Task item: Only the lines with "core" in the entries below belong in the answer; please copy them.

Entries taken from a collection:

★ ★ ★ ★ ★

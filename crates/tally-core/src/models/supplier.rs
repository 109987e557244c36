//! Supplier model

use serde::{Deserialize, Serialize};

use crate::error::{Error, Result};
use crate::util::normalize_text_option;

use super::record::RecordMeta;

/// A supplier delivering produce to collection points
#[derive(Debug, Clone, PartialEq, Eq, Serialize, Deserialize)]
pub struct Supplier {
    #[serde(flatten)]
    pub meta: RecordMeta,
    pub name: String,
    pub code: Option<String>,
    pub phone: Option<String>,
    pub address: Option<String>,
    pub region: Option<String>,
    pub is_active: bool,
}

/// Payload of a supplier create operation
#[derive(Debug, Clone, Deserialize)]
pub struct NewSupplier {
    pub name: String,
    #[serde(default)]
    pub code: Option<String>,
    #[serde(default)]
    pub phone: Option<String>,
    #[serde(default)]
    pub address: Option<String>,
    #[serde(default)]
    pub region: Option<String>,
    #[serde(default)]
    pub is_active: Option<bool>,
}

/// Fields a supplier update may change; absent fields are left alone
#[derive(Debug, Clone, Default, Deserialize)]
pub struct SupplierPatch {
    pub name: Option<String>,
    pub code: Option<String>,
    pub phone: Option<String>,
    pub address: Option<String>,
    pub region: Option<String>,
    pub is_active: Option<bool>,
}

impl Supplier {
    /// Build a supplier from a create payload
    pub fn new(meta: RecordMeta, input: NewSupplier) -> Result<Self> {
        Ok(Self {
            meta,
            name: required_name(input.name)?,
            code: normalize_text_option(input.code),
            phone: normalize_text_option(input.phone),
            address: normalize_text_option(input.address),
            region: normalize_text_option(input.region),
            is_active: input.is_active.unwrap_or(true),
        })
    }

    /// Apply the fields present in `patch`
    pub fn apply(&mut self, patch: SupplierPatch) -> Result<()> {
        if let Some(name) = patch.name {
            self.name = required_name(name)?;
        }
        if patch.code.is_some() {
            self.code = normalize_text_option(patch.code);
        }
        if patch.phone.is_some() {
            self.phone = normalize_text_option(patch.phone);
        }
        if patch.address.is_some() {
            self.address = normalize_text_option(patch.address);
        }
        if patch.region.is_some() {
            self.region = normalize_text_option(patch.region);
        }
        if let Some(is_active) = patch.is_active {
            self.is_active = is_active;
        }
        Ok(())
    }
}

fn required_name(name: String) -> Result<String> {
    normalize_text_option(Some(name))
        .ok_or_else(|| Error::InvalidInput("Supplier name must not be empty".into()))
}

★ ★ ★ ★ ★

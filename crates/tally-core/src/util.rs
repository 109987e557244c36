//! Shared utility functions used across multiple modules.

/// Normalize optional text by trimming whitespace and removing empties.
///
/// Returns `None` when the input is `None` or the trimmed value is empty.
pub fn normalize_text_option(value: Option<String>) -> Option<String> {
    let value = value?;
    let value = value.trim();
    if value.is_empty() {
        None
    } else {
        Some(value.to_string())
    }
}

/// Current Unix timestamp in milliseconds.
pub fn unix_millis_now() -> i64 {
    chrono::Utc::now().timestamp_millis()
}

★ ★ ★ ★ ★

Task output:
filename crates/tally-core/src/models/supplier.rs
filename crates/tally-core/src/util.rs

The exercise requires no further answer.